A few weeks after losing the 2020 election, President Donald J. Trump called Ronna McDaniel, the head of the Republican National Committee, with a plan for keeping himself in office. During the call, he asked John C. Eastman, an architect of the strategy, to lay it out: Trump supporters in states that the president had lost would act as if they were official Electoral College delegates, an audacious scheme to circumvent voters.
After the plan was put in motion, Ms. McDaniel forwarded an “elector recap” report to Mr. Trump’s executive assistant, who replied soon after, “It’s in front of him!”
Such details, from the report released in December by the House committee that investigated the Jan. 6 attack on the Capitol, offer fresh evidence that Mr. Trump was not on the periphery of the effort to overturn the election results in Georgia but at the center of it.

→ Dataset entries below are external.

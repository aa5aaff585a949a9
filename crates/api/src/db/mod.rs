//! Storage for accounts, products, and operators.
//!
//! # Backends
//!
//! - `PostgreSQL` (schema `shop`), the production backend
//! - [`MemoryStore`], a process-local store with the same semantics for
//!   development and tests
//!
//! Handlers and services only see the repository traits below, reached through
//! [`Repositories`].
//!
//! ## Tables
//!
//! - `account` - Customers and retailers, with the cart as an ordered `uuid[]`
//! - `retailer_profile` - Store name for retailer accounts
//! - `product` - Catalog, optionally owned by a retailer account
//! - `operator` - HTTP Basic back-office credentials
//!
//! # Migrations
//!
//! Migrations are stored in `crates/api/migrations/` and run via:
//! ```bash
//! cargo run -p storekeep-cli -- migrate
//! ```
//!
//! # Cart atomicity
//!
//! Cart membership changes are single statements (`PostgreSQL`) or run under
//! one write lock (memory), so concurrent adds and removes on the same account
//! never lose updates.

pub mod accounts;
pub mod memory;
pub mod operators;
pub mod products;

use std::sync::Arc;
use std::time::Duration;

use async_trait::async_trait;
use secrecy::ExposeSecret;
use sqlx::PgPool;
use sqlx::postgres::PgPoolOptions;
use thiserror::Error;

use storekeep_core::{AccountId, Email, ProductId};

use crate::models::{
    Account, AccountChanges, NewAccount, NewProduct, Operator, Product, ProductChanges,
    RetailerProfile, WriteScope,
};

pub use accounts::PgAccountRepository;
pub use memory::MemoryStore;
pub use operators::PgOperatorRepository;
pub use products::PgProductRepository;

/// Embedded schema migrations.
pub static MIGRATOR: sqlx::migrate::Migrator = sqlx::migrate!("./migrations");

/// Errors that can occur during repository operations.
#[derive(Debug, Error)]
pub enum RepositoryError {
    /// Database error from sqlx.
    #[error("database error: {0}")]
    Database(#[from] sqlx::Error),

    /// Data in the database is corrupted or invalid.
    #[error("data corruption: {0}")]
    DataCorruption(String),

    /// Requested entity was not found.
    #[error("not found")]
    NotFound,

    /// Constraint violation (e.g., unique email).
    #[error("constraint violation: {0}")]
    Conflict(String),
}

/// Outcome of appending to a cart.
#[derive(Debug, Clone, PartialEq, Eq)]
pub enum CartPush {
    /// The product was appended; holds the cart after the change.
    Pushed(Vec<ProductId>),
    /// The referenced product does not exist; nothing was written.
    ProductMissing,
}

/// Cart after dropping dangling references.
#[derive(Debug, Clone, PartialEq, Eq)]
pub struct PrunedCart {
    pub cart: Vec<ProductId>,
    pub removed: usize,
}

/// Account storage.
#[async_trait]
pub trait AccountRepository: Send + Sync {
    /// Insert a new account.
    ///
    /// Returns `RepositoryError::Conflict` if the email is taken.
    async fn create(&self, account: NewAccount) -> Result<Account, RepositoryError>;

    /// Insert a retailer account and its store profile together.
    ///
    /// Returns `RepositoryError::Conflict` if the email is taken; in that case
    /// neither row is written.
    async fn create_retailer(
        &self,
        account: NewAccount,
        store_name: &str,
    ) -> Result<(Account, RetailerProfile), RepositoryError>;

    async fn get_by_id(&self, id: AccountId) -> Result<Option<Account>, RepositoryError>;

    /// Look up an account and its password hash by login email.
    async fn get_with_password_hash(
        &self,
        email: &Email,
    ) -> Result<Option<(Account, String)>, RepositoryError>;

    /// Returns `RepositoryError::NotFound` if the account does not exist.
    async fn update_password_hash(
        &self,
        id: AccountId,
        password_hash: &str,
    ) -> Result<(), RepositoryError>;

    /// Apply `changes` to an account.
    ///
    /// Returns `RepositoryError::NotFound` if the account does not exist and
    /// `RepositoryError::Conflict` if the new email is taken.
    async fn update(&self, id: AccountId, changes: &AccountChanges)
    -> Result<Account, RepositoryError>;

    /// Delete an account. Products it owned are kept with no owner.
    ///
    /// Returns `RepositoryError::NotFound` if the account does not exist.
    async fn delete(&self, id: AccountId) -> Result<(), RepositoryError>;

    /// Append a product to the end of the cart if the product exists.
    ///
    /// Returns `RepositoryError::NotFound` if the account does not exist.
    async fn push_cart_item(
        &self,
        id: AccountId,
        product: ProductId,
    ) -> Result<CartPush, RepositoryError>;

    /// Remove the first occurrence of `product` from the cart. Absent entries
    /// leave the cart unchanged.
    ///
    /// Returns `RepositoryError::NotFound` if the account does not exist.
    async fn remove_cart_item(
        &self,
        id: AccountId,
        product: ProductId,
    ) -> Result<Vec<ProductId>, RepositoryError>;

    /// Drop every cart entry whose product no longer exists, keeping order.
    ///
    /// Returns `RepositoryError::NotFound` if the account does not exist.
    async fn prune_cart(&self, id: AccountId) -> Result<PrunedCart, RepositoryError>;

    async fn get_retailer_profile(
        &self,
        id: AccountId,
    ) -> Result<Option<RetailerProfile>, RepositoryError>;
}

/// Product storage.
#[async_trait]
pub trait ProductRepository: Send + Sync {
    /// All products, oldest first.
    async fn list(&self) -> Result<Vec<Product>, RepositoryError>;

    async fn get(&self, id: ProductId) -> Result<Option<Product>, RepositoryError>;

    /// Fetch every existing product among `ids`. Missing ids are skipped;
    /// order of the result is unspecified.
    async fn get_many(&self, ids: &[ProductId]) -> Result<Vec<Product>, RepositoryError>;

    async fn list_by_owner(&self, owner: AccountId) -> Result<Vec<Product>, RepositoryError>;

    /// Returns `RepositoryError::Conflict` if the owner vanished meanwhile.
    async fn create(&self, product: NewProduct) -> Result<Product, RepositoryError>;

    /// Apply `changes` to a product inside `scope`. `None` if no such product
    /// is visible in the scope.
    async fn update(
        &self,
        id: ProductId,
        changes: &ProductChanges,
        scope: WriteScope,
    ) -> Result<Option<Product>, RepositoryError>;

    /// Delete a product inside `scope`. `false` if nothing was deleted.
    async fn delete(&self, id: ProductId, scope: WriteScope) -> Result<bool, RepositoryError>;
}

/// Operator credential storage.
#[async_trait]
pub trait OperatorRepository: Send + Sync {
    async fn get_with_password_hash(
        &self,
        username: &str,
    ) -> Result<Option<(Operator, String)>, RepositoryError>;

    /// Create the operator, or replace its password hash if it already exists.
    async fn upsert(&self, username: &str, password_hash: &str)
    -> Result<Operator, RepositoryError>;

    /// `false` if there was no such operator.
    async fn delete(&self, username: &str) -> Result<bool, RepositoryError>;
}

/// Handles to every repository, shared through application state.
#[derive(Clone)]
pub struct Repositories {
    pub accounts: Arc<dyn AccountRepository>,
    pub products: Arc<dyn ProductRepository>,
    pub operators: Arc<dyn OperatorRepository>,
    pool: Option<PgPool>,
}

impl Repositories {
    /// Repositories backed by `PostgreSQL`.
    #[must_use]
    pub fn postgres(pool: PgPool) -> Self {
        Self {
            accounts: Arc::new(PgAccountRepository::new(pool.clone())),
            products: Arc::new(PgProductRepository::new(pool.clone())),
            operators: Arc::new(PgOperatorRepository::new(pool.clone())),
            pool: Some(pool),
        }
    }

    /// Repositories backed by a fresh, empty in-memory store.
    #[must_use]
    pub fn in_memory() -> Self {
        let store = MemoryStore::new();
        Self {
            accounts: Arc::new(store.clone()),
            products: Arc::new(store.clone()),
            operators: Arc::new(store),
            pool: None,
        }
    }

    /// Check that the backing store is reachable.
    ///
    /// # Errors
    ///
    /// Returns `RepositoryError::Database` if the database does not answer.
    pub async fn ping(&self) -> Result<(), RepositoryError> {
        if let Some(pool) = &self.pool {
            sqlx::query("SELECT 1").execute(pool).await?;
        }
        Ok(())
    }
}

/// Create a `PostgreSQL` connection pool with sensible defaults.
///
/// # Arguments
///
/// * `database_url` - `PostgreSQL` connection string (wrapped in `SecretString`)
///
/// # Errors
///
/// Returns `sqlx::Error` if the connection cannot be established.
pub async fn create_pool(database_url: &secrecy::SecretString) -> Result<PgPool, sqlx::Error> {
    PgPoolOptions::new()
        .max_connections(10)
        .min_connections(2)
        .acquire_timeout(Duration::from_secs(10))
        .connect(database_url.expose_secret())
        .await
}

/// Map a unique-violation to `RepositoryError::Conflict`.
pub(crate) fn map_unique_violation(e: sqlx::Error, message: &str) -> RepositoryError {
    if let sqlx::Error::Database(ref db_err) = e
        && db_err.is_unique_violation()
    {
        return RepositoryError::Conflict(message.to_owned());
    }
    RepositoryError::Database(e)
}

For the last two years, prosecutors in Atlanta have been conducting a criminal investigation into whether the Trump team interfered in the presidential election in Georgia, which Mr. Trump narrowly lost to President Biden. With the wide-ranging inquiry now entering the indictment phase, the central question is whether Mr. Trump himself will face criminal charges.
Legal analysts who have followed the case say there are two areas of considerable risk for Mr. Trump. The first are the calls that he made to state officials, including one to Brad Raffensperger, the Georgia secretary of state, in which Mr. Trump said he needed to “find” 11,780 votes. But the recently released Jan. 6 committee transcripts shed new light on the other area of potential legal jeopardy for the former president: his direct involvement in recruiting a slate of bogus presidential electors in the weeks after the 2020 election.
The Atlanta prosecutors have moved more quickly than the Department of Justice, where a special counsel, Jack Smith, was recently appointed to oversee Trump-related investigations. This month, the Fulton County Superior Court disbanded a special grand jury after it produced an investigative report on the case, concluding months of private testimony from dozens of Trump allies, state officials and other witnesses.
The report remains secret, although a hearing is scheduled for Tuesday to determine if any or all of it will be made public. Nearly 20 people known to have been named targets of the investigation could face charges, including Rudolph W. Giuliani, Mr. Trump’s former personal lawyer, and David Shafer, the head of the Georgia Republican Party.